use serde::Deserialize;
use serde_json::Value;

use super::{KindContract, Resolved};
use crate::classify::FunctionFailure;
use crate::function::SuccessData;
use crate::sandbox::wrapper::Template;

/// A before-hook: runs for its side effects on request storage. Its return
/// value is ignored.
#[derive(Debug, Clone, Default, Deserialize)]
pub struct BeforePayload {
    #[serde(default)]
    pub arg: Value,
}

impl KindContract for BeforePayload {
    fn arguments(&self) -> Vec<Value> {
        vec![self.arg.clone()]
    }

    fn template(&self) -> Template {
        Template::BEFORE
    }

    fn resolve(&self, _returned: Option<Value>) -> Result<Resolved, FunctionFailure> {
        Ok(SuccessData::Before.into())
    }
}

====

Exercise
In the lines above, every record is to be repeated exactly.

Result for this exercise
use serde::Deserialize;
use serde_json::Value;

use super::{KindContract, Resolved};
use crate::classify::FunctionFailure;
use crate::function::SuccessData;
use crate::sandbox::wrapper::Template;

/// A before-hook: runs for its side effects on request storage. Its return
/// value is ignored.
#[derive(Debug, Clone, Default, Deserialize)]
pub struct BeforePayload {
    #[serde(default)]
    pub arg: Value,
}

impl KindContract for BeforePayload {
    fn arguments(&self) -> Vec<Value> {
        vec![self.arg.clone()]
    }

    fn template(&self) -> Template {
        Template::BEFORE
    }

    fn resolve(&self, _returned: Option<Value>) -> Result<Resolved, FunctionFailure> {
        Ok(SuccessData::Before.into())
    }
}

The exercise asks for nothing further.